A new study highlights disparities in how Massachusetts school districts identify students with disabilities and how they are taught, often cutting along class, racial and ethnic lines.
A new study highlights significant disparities in how Massachusetts school districts identify students with disabilities and how they are taught, often cutting along class, racial and ethnic lines.
Low-income students are more often identified in need of special education than their peers, a co-author of the study told the state Board of Elementary and Secondary Education recently.
“Poor kids are being served in special education at relatively high numbers, almost at about twice the rate you would expect in the population in general,” said Thomas Hehir, a Harvard School of Education professor and former director of special education programs for the U.S. Education Department.
Among students with disabilities, African American, Hispanic and low-income children are more likely than whites or Asians to be taught in separate settings instead of with appropriate support in a regular classroom, the study said.

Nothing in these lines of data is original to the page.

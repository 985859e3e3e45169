//! Per-core I/O reactor: timers, readiness-driven callbacks, and deferred
//! (zero-or-positive-delay) callbacks folded into the same loop that drains
//! actor mailboxes (§4.6).
//!
//! Registered sources are dense-indexed in a [`Slab`] keyed by the `mio`
//! [`Token`] used to register them with the shared [`Poll`]; each slot owns
//! a closure invoked with the readiness event and a handle back into the
//! owning core, so a transport (`tcp`/`udp`/`ssl`) can push pseudo-events
//! (disconnected, timer, etc.) the same way an actor handler would.
//!
//! `Reactor` itself never holds a `&mut dyn CoreOps` across a call into its
//! own fields: the source/timer tables are always reachable directly so a
//! callback can register a new source or timer without re-entering a
//! method that's already borrowing them. The actual "run due timers, run
//! ready sources" loop lives in [`crate::scheduler::VirtualCore::tick`],
//! which is the only place that legitimately holds both `&mut Reactor`
//! (through `self.reactor`) and `&mut dyn CoreOps` (`self` itself) —
//! splitting the work this way keeps that one aliasing-prone call site the
//! only one that has to reason about it.

use std::cmp::Reverse;
use std::collections::BinaryHeap;
use std::time::{Duration, Instant};

use mio::{Events, Poll, Token};
use slab::Slab;

use crate::event::{DeferredFn, IoSourceFn, Readiness};
use crate::id::ActorId;

pub(crate) struct TimerEntry {
    fire_at: Instant,
    #[allow(dead_code)]
    owner: ActorId,
    seq: u64,
    pub(crate) callback: DeferredFn,
}

impl PartialEq for TimerEntry {
    fn eq(&self, other: &Self) -> bool {
        self.fire_at == other.fire_at && self.seq == other.seq
    }
}
impl Eq for TimerEntry {}
impl PartialOrd for TimerEntry {
    fn partial_cmp(&self, other: &Self) -> Option<std::cmp::Ordering> {
        Some(self.cmp(other))
    }
}
impl Ord for TimerEntry {
    fn cmp(&self, other: &Self) -> std::cmp::Ordering {
        // BinaryHeap is a max-heap; invert so the earliest deadline sorts first.
        (Reverse(self.fire_at), Reverse(self.seq)).cmp(&(Reverse(other.fire_at), Reverse(other.seq)))
    }
}

/// One core's I/O reactor. Owned exclusively by its [`crate::scheduler::VirtualCore`].
pub struct Reactor {
    poll: Poll,
    events: Events,
    sources: Slab<IoSourceFn>,
    timers: BinaryHeap<TimerEntry>,
    timer_seq: u64,
    /// Remembers the interval `with_timeout` last armed for an actor, so
    /// `update_timeout()` with no argument can re-arm identically.
    last_interval: std::collections::HashMap<ActorId, Duration>,
}

impl Reactor {
    pub fn new(event_capacity: usize) -> std::io::Result<Self> {
        Ok(Self {
            poll: Poll::new()?,
            events: Events::with_capacity(event_capacity),
            sources: Slab::new(),
            timers: BinaryHeap::new(),
            timer_seq: 0,
            last_interval: std::collections::HashMap::new(),
        })
    }

    pub fn registry(&self) -> &mio::Registry {
        self.poll.registry()
    }

    /// Reserve a slot for a readiness-driven source and return the [`Token`]
    /// to register it under with [`Reactor::registry`].
    pub fn insert_source(&mut self, callback: IoSourceFn) -> Token {
        Token(self.sources.insert(callback))
    }

    /// Predict the token the next [`Reactor::insert_source`] call will
    /// return, without reserving it. Valid only if no other source is
    /// inserted/removed in between.
    pub fn reserve_token(&self) -> Token {
        Token(self.sources.vacant_key())
    }

    pub fn remove_source(&mut self, token: Token) {
        if self.sources.contains(token.0) {
            self.sources.remove(token.0);
        }
    }

    /// Swap the callback installed at `token` for `new`, returning the one
    /// that was there. Used by the drive loop to take a callback out before
    /// calling it (so the callback may freely touch the reactor again) and
    /// put it back afterward. Returns `None` if `token` was removed by the
    /// callback itself while it ran.
    pub(crate) fn swap_source(&mut self, token: Token, new: IoSourceFn) -> Option<IoSourceFn> {
        self.sources
            .get_mut(token.0)
            .map(|slot| std::mem::replace(slot, new))
    }

    /// Schedule `callback` to run on this core after `delay`, owned by
    /// `owner` purely for bookkeeping (cancellation is not part of the
    /// contract — see spec §5 "no implicit cancellation of in-flight
    /// operations").
    pub fn schedule_after(&mut self, owner: ActorId, delay: Duration, callback: DeferredFn) {
        let seq = self.timer_seq;
        self.timer_seq += 1;
        self.timers.push(TimerEntry {
            fire_at: Instant::now() + delay,
            owner,
            seq,
            callback,
        });
    }

    /// Record (or recall) the interval `with_timeout` uses for `actor`, and
    /// arm a one-shot `TimerEvent` delivery after it elapses.
    pub fn arm_timer(&mut self, actor: ActorId, interval: Option<Duration>) {
        let interval = match interval {
            Some(d) => {
                self.last_interval.insert(actor, d);
                d
            }
            None => self
                .last_interval
                .get(&actor)
                .copied()
                .unwrap_or(Duration::from_secs(0)),
        };
        let seq = self.timer_seq;
        self.timer_seq += 1;
        self.timers.push(TimerEntry {
            fire_at: Instant::now() + interval,
            owner: actor,
            seq,
            callback: Box::new(move |core| {
                super::timer::deliver(core, actor);
            }),
        });
    }

    /// Pop every timer entry whose deadline has passed, earliest first.
    /// Returns owned entries so the caller can invoke their callbacks
    /// without holding a borrow of `self`.
    pub(crate) fn due_timers(&mut self) -> Vec<TimerEntry> {
        let now = Instant::now();
        let mut due = Vec::new();
        while let Some(top) = self.timers.peek() {
            if top.fire_at > now {
                break;
            }
            if let Some(entry) = self.timers.pop() {
                due.push(entry);
            }
        }
        due
    }

    /// Poll for I/O readiness with `timeout` (`Some(Duration::ZERO)` for a
    /// non-blocking pass), returning the ready tokens and their readiness
    /// bits. Does not invoke any source callback itself — see module docs.
    pub fn poll_ready(&mut self, timeout: Option<Duration>) -> std::io::Result<Vec<(Token, Readiness)>> {
        match self.poll.poll(&mut self.events, timeout) {
            Ok(()) => {}
            Err(err) if err.kind() == std::io::ErrorKind::Interrupted => return Ok(Vec::new()),
            Err(err) => return Err(err),
        }
        Ok(self
            .events
            .iter()
            .map(|e| {
                (
                    Token(e.token().0),
                    Readiness {
                        readable: e.is_readable(),
                        writable: e.is_writable(),
                        error: e.is_error(),
                    },
                )
            })
            .collect())
    }

    /// Whether the reactor has anything outstanding that should keep the
    /// owning core's `Running` state alive (§4.5's exit condition).
    pub fn has_pending(&self) -> bool {
        !self.sources.is_empty() || !self.timers.is_empty()
    }

    /// How long the core may safely block (§4.3 step 5): the shortest
    /// outstanding timer, or `None` if there is none and the caller should
    /// fall back to blocking on readiness alone.
    pub fn next_wake(&self) -> Option<Duration> {
        self.timers
            .peek()
            .map(|entry| entry.fire_at.saturating_duration_since(Instant::now()))
    }
}

#[cfg(test)]
mod tests {
    use super::*;

    #[test]
    fn zero_delay_callback_is_due_immediately() {
        let mut reactor = Reactor::new(16).expect("poll available in test sandbox");
        let ran = std::rc::Rc::new(std::cell::Cell::new(false));
        let ran_clone = ran.clone();
        reactor.schedule_after(
            ActorId::new(1, 0),
            Duration::ZERO,
            Box::new(move |_core| ran_clone.set(true)),
        );
        std::thread::sleep(Duration::from_millis(1));
        let due = reactor.due_timers();
        assert_eq!(due.len(), 1);
        assert!(!ran.get());
    }

    #[test]
    fn has_pending_reflects_outstanding_timers() {
        let mut reactor = Reactor::new(16).expect("poll available in test sandbox");
        assert!(!reactor.has_pending());
        reactor.schedule_after(ActorId::new(1, 0), Duration::from_secs(60), Box::new(|_| {}));
        assert!(reactor.has_pending());
    }

    #[test]
    fn poll_ready_returns_empty_with_no_sources() {
        let mut reactor = Reactor::new(16).expect("poll available in test sandbox");
        let ready = reactor.poll_ready(Some(Duration::ZERO)).expect("poll");
        assert!(ready.is_empty());
    }
}
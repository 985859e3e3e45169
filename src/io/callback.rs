//! `async::callback` equivalent (§4.6): schedule a one-shot closure to run
//! on this actor's own core after a delay, with a fresh [`ActorContext`]
//! built for it exactly as dispatch builds one for a handler.

use std::time::Duration;

use crate::actor::{Actor, ActorContext};
use crate::event::DeferredFn;

impl<'a, A: Actor> ActorContext<'a, A> {
    /// Run `body(actor, ctx)` on this core after `delay`. Never fires
    /// before the current handler returns, and never on another core: the
    /// reactor that owns the timer is the same one driving this actor.
    pub fn schedule_after<F>(&mut self, delay: Duration, body: F)
    where
        F: FnOnce(&mut A, &mut ActorContext<'_, A>) + 'static,
    {
        let id = self.id();
        let handle = self.self_handle();
        let callback: DeferredFn = Box::new(move |core| {
            let mut ctx = ActorContext::new(id, core, handle.clone());
            let mut actor = handle.borrow_mut();
            body(&mut actor, &mut ctx);
        });
        self.raw_core().schedule_after(id, delay, callback);
    }
}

This is especially true in middle and high schools, said Hehir, who presented his study to the state board at a special meeting in Malden.
But students with special needs tend to fare better academically in regular classrooms when they are able, Hehir said.
Education Commissioner Mitchell Chester said he requested the study to look into the high number of children enrolled in special education in the state and whether those students are well served
This school year, 163,679 children are enrolled in special education in Massachusetts, or 17 percent of all students, according to state figures. That’s the second-highest rate in the nation, behind only Rhode Island.
The study focused on students with disabilities that Hehir said can be more subjective to identify than others – categories such as “specific learning disability,” “communication” and “other health impairment,” but not autism or blindness, for example.
“These are not kids with significant disabilities that are obvious and intense,” Hehir said. “But these are the great majority of kids (identified with special needs). These are about 80 percent of the kids.”
The results undercut what Hehir said is a “deeply held” notion in Massachusetts that well-off parents in wealthier districts are lobbying schools to gain advantages for their children.
Higher-income districts actually are more likely than low-income systems to place poorer students in special education, according to Hehir.
Some of the income disparity might be explained by factors such as a lack of access to good neonatal care in poor communities, Hehir said. But the fact that the numbers vary widely from one district to the next suggest schools are dealing differently with students who have similar issues.
“It’s not that these children do not have needs,” Hehir said. “The question is whether special education is what they need.”
The study urged the state to intervene in districts with such disparities and focus on finding ways to better provide services to students identified with disabilities in the regular classroom, when possible.
For example, technology can help some students with disabilities to function well in a regular classroom, Hehir said.
Districts should not necessarily expect needs to diminish over time, he said. “As the child gets older, often they need more accommodations in general education,” Hehir said.
Board member Ruth Kaplan noted the study did not generally address costs and stressed that it focused more on how to most appropriately serve students. Hehir agreed, saying the key is how to best use resources to serve certain children.
“I don’t think there’s any silver bullet here in cost savings, at all. ... In some cases I think it’s about using resources better," he said.
While racial and ethnic minorities are not diagnosed with special needs more often than other students, they end up in separate classrooms at higher rates, the study found. African American students are twice as likely, Hehir said.
“We were surprised, frankly, at the degree to which kids with these disability categories were still segregated in Massachusetts,” he said.
Yet the study also found areas to praise. Massachusetts students with disabilities on average outperform others on national assessments and are taught in regular classrooms about as often as the U.S. as a whole, it said.
Board member David Roach asked if teachers under pressure to help students improve on standardized exams sometimes turn to special education as the only option to get students the services they need.
Hehir said he would not be surprised if that is the case, but called this an inefficient way for districts to operate.
Chester, the education commissioner, said his department is working with districts to set up a broader range of support services to try with students before enrolling a child in special education.
Hehir said school leaders have an important role to play.
“The principal makes a huge difference in a building, as does the superintendent of a district and the special ed director,” he said. “Teachers can’t do it by themselves.”